Poor Werner Heisenberg; once the poster boy for modern physics, his reputation has taken a beating in recent years. Rose's book is only the latest, and the least, in this trend. At the heart of the Heisenberg controversy is why he stayed to "build" the A-Bomb for Hitler. Why did he visit Bohr in Copenhagen? What was he after? It would seem that, barring any heretofore undiscovered revelations, these questions will go unanswered. Thus, all we have left is speculation, uncertainty.
While most writers give Heisenberg the benefit of the doubt on his character (After all, he was not anti-Semitic, nor was he a member of the Nazi Party.), Rose sees him as a continuation of the German revolutionary spirit that dates back to Luther, and thus condemns Heisenberg as guilty, especially as Heisenberg was a German patriot, and it is extremely difficult for Rose (as with most people) to distinguish a patriot from a Nazi.
However, If Rose were a prosecutor, a jury would need only ten minutes to acquit Heisenberg on all counts.
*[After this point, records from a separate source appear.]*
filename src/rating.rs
use crate::constants::{
    ELO_SCALE, MARGIN_EXPONENT, MARGIN_OFFSET, MULTIPLIER_BASE, MULTIPLIER_RATING_SLOPE,
};
use crate::error::{EloError, Result};

/// Probability of a team rated `rating_a` beating a team rated `rating_b`.
///
/// Logistic Elo model: 400 rating points of separation make the favorite a
/// 10:1 favorite. Returns a value strictly inside (0, 1) for finite ratings.
pub fn expected_outcome(rating_a: f64, rating_b: f64) -> f64 {
    1.0 / (1.0 + 10f64.powf((rating_b - rating_a) / ELO_SCALE))
}

/// Scaling applied to a rating change for the final margin.
///
/// Blowouts move ratings more than close games, but the effect shrinks when a
/// heavy favorite wins big, since that result was expected.
pub fn margin_multiplier(margin: u32, home_rating: f64, away_rating: f64) -> f64 {
    (margin as f64 + MARGIN_OFFSET).powf(MARGIN_EXPONENT)
        / (MULTIPLIER_BASE + MULTIPLIER_RATING_SLOPE * (home_rating - away_rating))
}

/// Rating changes produced by one completed game.
#[derive(Clone, Copy, Debug, PartialEq)]
pub struct RatingDelta {
    pub home: f64,
    pub away: f64,
}

/// Calculate the rating change for both sides of a completed game.
///
/// # Arguments
/// * `home_rating` - Home team's rating before the game
/// * `away_rating` - Away team's rating before the game
/// * `home_points` - Home team's final score
/// * `away_points` - Away team's final score
/// * `k_factor` - Scale of the update
///
/// # Returns
/// The home and away deltas. `away` is always exactly `-home`, so every game
/// conserves the league's total rating.
pub fn rating_delta(
    home_rating: f64,
    away_rating: f64,
    home_points: u32,
    away_points: u32,
    k_factor: f64,
) -> Result<RatingDelta> {
    if home_points == away_points {
        return Err(EloError::TiedScore {
            points: home_points,
        });
    }

    let margin = home_points.abs_diff(away_points);
    let multiplier = margin_multiplier(margin, home_rating, away_rating);

    let expected_home_win = expected_outcome(home_rating, away_rating);
    let outcome = if home_points > away_points {
        1.0 - expected_home_win
    } else {
        -expected_home_win
    };

    let home = k_factor * multiplier * outcome;
    Ok(RatingDelta { home, away: -home })
}
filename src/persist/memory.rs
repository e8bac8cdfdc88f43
//! In-process key-value gateway holding JSON strings.

use std::sync::{Arc, Mutex};

use hashbrown::HashMap;

use crate::{attendance::AttendanceRecord, student::Student, types::Collection};

use super::{Gateway, PersistError, PersistResult, decode_collection};

/// Clones share the same storage, so a test can keep one to inspect writes.
#[derive(Debug, Clone, Default)]
pub struct MemoryGateway {
    entries: Arc<Mutex<HashMap<String, String>>>,
}

impl MemoryGateway {
    pub fn new() -> Self {
        Self::default()
    }

    /// Raw JSON stored under `collection`.
    pub fn raw(&self, collection: Collection) -> PersistResult<Option<String>> {
        let entries = self.lock()?;
        Ok(entries.get(collection.key()).cloned())
    }

    /// Seeds raw JSON, e.g. a payload written by an older client.
    pub fn insert_raw(&self, collection: Collection, json: impl Into<String>) -> PersistResult<()> {
        self.lock()?.insert(collection.key().to_string(), json.into());
        Ok(())
    }

    fn lock(&self) -> PersistResult<std::sync::MutexGuard<'_, HashMap<String, String>>> {
        self.entries
            .lock()
            .map_err(|_| PersistError::Message("memory gateway lock poisoned".to_string()))
    }
}

impl Gateway for MemoryGateway {
    fn save_roster(&mut self, students: &[Student]) -> PersistResult<()> {
        let json = serde_json::to_string(students)?;
        self.insert_raw(Collection::Roster, json)
    }

    fn save_ledger(&mut self, records: &[AttendanceRecord]) -> PersistResult<()> {
        let json = serde_json::to_string(records)?;
        self.insert_raw(Collection::Ledger, json)
    }

    fn load_roster(&self) -> PersistResult<Vec<Student>> {
        decode_collection(self.raw(Collection::Roster)?.as_deref())
    }

    fn load_ledger(&self) -> PersistResult<Vec<AttendanceRecord>> {
        decode_collection(self.raw(Collection::Ledger)?.as_deref())
    }
}
//! Mutation operation model.

use crate::{
    attendance::AttendanceRecord,
    student::{Student, StudentDetails},
    types::{Collection, StudentCode},
};

/// Mutation applied by the registrar, carrying what is needed to undo it.
#[derive(Debug, Clone, PartialEq, Eq)]
pub enum Op {
    /// A student was added to the roster.
    AddStudent {
        /// Inserted student.
        student: Student,
    },
    /// Detail fields of a student were replaced.
    UpdateStudent {
        /// Student code.
        code: StudentCode,
        /// Details before the edit.
        prev: StudentDetails,
    },
    /// The active flag of a student changed.
    SetActive {
        /// Student code.
        code: StudentCode,
        /// Previous flag value.
        prev: bool,
    },
    /// A record was appended to the ledger.
    AddRecord {
        /// Inserted record.
        record: AttendanceRecord,
    },
    /// A record was removed from the ledger.
    RemoveRecord {
        /// Removed record.
        record: AttendanceRecord,
        /// Index the record held in ledger order.
        position: usize,
    },
}

impl Op {
    /// Collection that must be saved after this op.
    pub fn collection(&self) -> Collection {
        match self {
            Op::AddStudent { .. } | Op::UpdateStudent { .. } | Op::SetActive { .. } => {
                Collection::Roster
            }
            Op::AddRecord { .. } | Op::RemoveRecord { .. } => Collection::Ledger,
        }
    }
}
Rose simply fails to make his case. The alleged anti-Semitic remark by Heisenberg is second-hand via Max Born back in 1945. Hardly the testimony that can convict. It also comes late in the book, after we have been subjected to much screed about a German radical anti-Semetic tradition that Heisenberg wanted no part of at any time. Otherwise he would have been a good Party member, as were others in his scientific circle. Also, as the excellent earlier review asserts, this trend would have been long noticeable at Gottingen, the center of German physics and natural science. No, Rose simply has no case and spends over 300 pages making a hysterical justification for something that simply never was.
However, this does not mean I am leaning toward the portrait of Heisenberg given in Thomas Powers's book. Powers makes Heisenberg out to be a sort of James Bond character, brilliantly defying the Nazis to prevent the mad Hitler from obtaining the ultimate weapon. Nonsense. The simple truth about Heisenberg was that he was both naive and a coward. Any chance of him openly defying the Nazis was laid to rest with the attacks on his "Jewish physics" in the SS newspaper. It is interesting that he had to have his mother intervene with Himmler's mother to clear his name. It tells us much about the character of Heisenberg.
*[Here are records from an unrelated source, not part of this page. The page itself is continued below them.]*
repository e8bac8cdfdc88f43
//! Single-writer async runtime and event stream APIs.

/// Event stream types emitted by the runtime.
pub mod events;
/// Handle and command loop implementation.
pub mod handle;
Also consider Heisenberg's theory that Hitler would lose the war and then evertything would come out all right. Heisenberg felt the scientist was above mere politics, and politics were only an unwanted intrusion into science. As the Second World War bore out, he was not the only one to have that view. Heisenberg's visit to Bohr may have been to ask for advice on how to proceed in building a bomb. It seems Heisenberg wanted some sort of absolution for remaining in Germany, and if he confessed to Bohr, that would have assauged his guilt. But because Bohr refused to speak with him in private, Heisenberg did the next best thing: he took the money for nuclear research and farted it away on baseless research. The Allies were surprised at how little the Germans accomplished in their program. But the real question is how much did the OSS know? Powers has Moe Berg walking next to Heisenberg in Switzerland with a revolver in his pocket, ready to blow Heisenberg's brains out. Yet, he doesn't pull the trigger. Could it have been that Berg discovered how little progress Heisenberg had made? If that were to be leaked out, especially to those at Los Alamos, would our scientists, many of whom were Jewish German emigres, hace continued work on America's A-Bomb?
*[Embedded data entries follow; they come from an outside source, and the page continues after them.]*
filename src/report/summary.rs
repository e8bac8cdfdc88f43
//! Counts and rates over a roster and ledger.

use std::collections::{BTreeMap, HashMap, HashSet};

use chrono::{Days, NaiveDate};
use serde::Serialize;

use crate::{
    attendance::AttendanceRecord,
    student::Student,
    types::{AttendanceStatus, StudentCode},
};

/// Absent-marked records do not count as attendance.
pub(crate) fn counts_as_attended(rec: &AttendanceRecord) -> bool {
    rec.status != AttendanceStatus::Absent
}

fn percent(part: u64, whole: u64) -> u32 {
    if whole == 0 {
        return 0;
    }
    ((part as f64 / whole as f64) * 100.0).round() as u32
}

/// Headline numbers for one day.
#[derive(Debug, Clone, PartialEq, Eq, Serialize)]
pub struct DailySummary {
    pub date: NaiveDate,
    /// Active students on the roster.
    pub total_students: usize,
    pub present: usize,
    pub absent: usize,
    pub rate_percent: u32,
}

pub fn daily_summary(
    students: &[Student],
    records: &[AttendanceRecord],
    date: NaiveDate,
) -> DailySummary {
    let active: HashSet<&str> = students
        .iter()
        .filter(|s| s.active)
        .map(|s| s.code.as_str())
        .collect();
    let total_students = active.len();
    let present = records
        .iter()
        .filter(|r| r.calendar_date == date && counts_as_attended(r))
        .filter(|r| active.contains(r.student_code.as_str()))
        .count();
    DailySummary {
        date,
        total_students,
        present,
        absent: total_students.saturating_sub(present),
        rate_percent: percent(present as u64, total_students as u64),
    }
}

#[derive(Debug, Clone, Copy, PartialEq, Eq, Serialize)]
pub struct DayCount {
    pub date: NaiveDate,
    pub count: usize,
}

/// Per-day record counts for the `days` days ending at `end`, oldest first.
pub fn daily_counts(records: &[AttendanceRecord], end: NaiveDate, days: u32) -> Vec<DayCount> {
    let mut by_date: BTreeMap<NaiveDate, usize> = BTreeMap::new();
    for rec in records.iter().filter(|r| counts_as_attended(r)) {
        *by_date.entry(rec.calendar_date).or_insert(0) += 1;
    }
    if days == 0 {
        return Vec::new();
    }
    ObservationWindow::new(end, days)
        .start()
        .iter_days()
        .take_while(|date| *date <= end)
        .map(|date| DayCount {
            date,
            count: by_date.get(&date).copied().unwrap_or(0),
        })
        .collect()
}

/// Inclusive range of `days` calendar days ending at `end`.
#[derive(Debug, Clone, Copy, PartialEq, Eq)]
pub struct ObservationWindow {
    pub end: NaiveDate,
    pub days: u32,
}

impl ObservationWindow {
    pub fn new(end: NaiveDate, days: u32) -> Self {
        Self { end, days }
    }

    /// First day of the window; equals `end` for empty windows and stops at
    /// the earliest representable date.
    pub fn start(&self) -> NaiveDate {
        self.end
            .checked_sub_days(Days::new(u64::from(self.days.saturating_sub(1))))
            .unwrap_or(NaiveDate::MIN)
    }

    pub fn contains(&self, date: NaiveDate) -> bool {
        self.days > 0 && date >= self.start() && date <= self.end
    }

    /// Days in the window on which a student enrolled on `enrolled` could attend.
    pub fn observed_days(&self, enrolled: NaiveDate) -> u64 {
        if self.days == 0 || enrolled > self.end {
            return 0;
        }
        let from = enrolled.max(self.start());
        (self.end - from).num_days() as u64 + 1
    }
}

#[derive(Debug, Clone, PartialEq, Eq, Serialize)]
pub struct StudentRate {
    pub code: StudentCode,
    pub name: String,
    pub grade: String,
    pub attended: u64,
    pub observed_days: u64,
    pub rate_percent: u32,
}

pub fn student_rates(
    students: &[Student],
    records: &[AttendanceRecord],
    window: ObservationWindow,
) -> Vec<StudentRate> {
    let enrolled: HashMap<&str, NaiveDate> = students
        .iter()
        .map(|s| (s.code.as_str(), s.registered_at.date()))
        .collect();
    let mut attended: BTreeMap<&str, u64> = BTreeMap::new();
    for rec in records
        .iter()
        .filter(|r| window.contains(r.calendar_date) && counts_as_attended(r))
    {
        // Records dated before enrollment fall outside the observed days.
        let code = rec.student_code.as_str();
        if enrolled.get(code).is_some_and(|from| rec.calendar_date >= *from) {
            *attended.entry(code).or_insert(0) += 1;
        }
    }

    students
        .iter()
        .map(|s| {
            let observed = window.observed_days(s.registered_at.date());
            let count = attended.get(s.code.as_str()).copied().unwrap_or(0);
            StudentRate {
                code: s.code.clone(),
                name: s.full_name.clone(),
                grade: s.grade.clone(),
                attended: count,
                observed_days: observed,
                rate_percent: percent(count, observed),
            }
        })
        .collect()
}

#[derive(Debug, Clone, PartialEq, Eq, Serialize)]
pub struct GradeStat {
    pub grade: String,
    pub students: usize,
    pub attended: u64,
    pub observed_days: u64,
    pub rate_percent: u32,
}

/// Per-grade totals, sorted by grade label.
pub fn grade_breakdown(
    students: &[Student],
    records: &[AttendanceRecord],
    window: ObservationWindow,
) -> Vec<GradeStat> {
    let mut grades: BTreeMap<String, GradeStat> = BTreeMap::new();
    for rate in student_rates(students, records, window) {
        let stat = grades.entry(rate.grade.clone()).or_insert_with(|| GradeStat {
            grade: rate.grade.clone(),
            students: 0,
            attended: 0,
            observed_days: 0,
            rate_percent: 0,
        });
        stat.students += 1;
        stat.attended += rate.attended;
        stat.observed_days += rate.observed_days;
    }
    grades
        .into_values()
        .map(|mut stat| {
            stat.rate_percent = percent(stat.attended, stat.observed_days);
            stat
        })
        .collect()
}

pub fn top_students(mut rates: Vec<StudentRate>, n: usize) -> Vec<StudentRate> {
    rates.sort_by(|a, b| b.rate_percent.cmp(&a.rate_percent).then_with(|| a.code.cmp(&b.code)));
    rates.truncate(n);
    rates
}

pub fn top_grades(mut grades: Vec<GradeStat>, n: usize) -> Vec<GradeStat> {
    grades.sort_by(|a, b| b.rate_percent.cmp(&a.rate_percent).then_with(|| a.grade.cmp(&b.grade)));
    grades.truncate(n);
    grades
}

#[cfg(test)]
mod tests {
    use super::*;

    fn day(d: u32) -> NaiveDate {
        NaiveDate::from_ymd_opt(2024, 5, d).unwrap()
    }

    #[test]
    fn window_clamps_to_enrollment() {
        let window = ObservationWindow::new(day(30), 30);
        assert_eq!(window.start(), day(1));
        assert_eq!(window.observed_days(NaiveDate::from_ymd_opt(2024, 1, 1).unwrap()), 30);
        assert_eq!(window.observed_days(day(21)), 10);
        assert_eq!(window.observed_days(day(31)), 0);
        assert!(!ObservationWindow::new(day(30), 0).contains(day(30)));
    }

    #[test]
    fn windows_reaching_past_the_calendar_stop_at_min_date() {
        let near_min = NaiveDate::MIN + Days::new(2);
        let window = ObservationWindow::new(near_min, u32::MAX);
        assert_eq!(window.start(), NaiveDate::MIN);
        assert!(window.contains(NaiveDate::MIN));
        assert_eq!(window.observed_days(NaiveDate::MIN), 3);

        let counts = daily_counts(&[], near_min, u32::MAX);
        assert_eq!(counts.len(), 3);
        assert_eq!(counts[0].date, NaiveDate::MIN);
        assert!(daily_counts(&[], near_min, 0).is_empty());
    }

    #[test]
    fn percent_rounds_half_up_and_handles_zero() {
        assert_eq!(percent(1, 3), 33);
        assert_eq!(percent(2, 3), 67);
        assert_eq!(percent(5, 0), 0);
    }
}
It is most interesting that Rose never touches on this point in his screed, for it would undermine his argument. Instead he focuses on Heisenberg's lack of technical expertise in understanding how the bomb could be built. Heisenberg did indeed lack those engineering skills, but so did his counterpart in America, Robert Oppenheimer. But Oppenheimer compensated with a tremendous will to build the unthinkable, while Heisenberg was content not to ask to further funds or to even speculate that a bomb could be built. The transcripts at Farm Hall pretty much seem to bear this out, and in the process, destroy Rose's case.
Heisenberg did not build the bomb, and he was crucified for it. One only pauses to think how history would have treated him if he actually did build a bomb.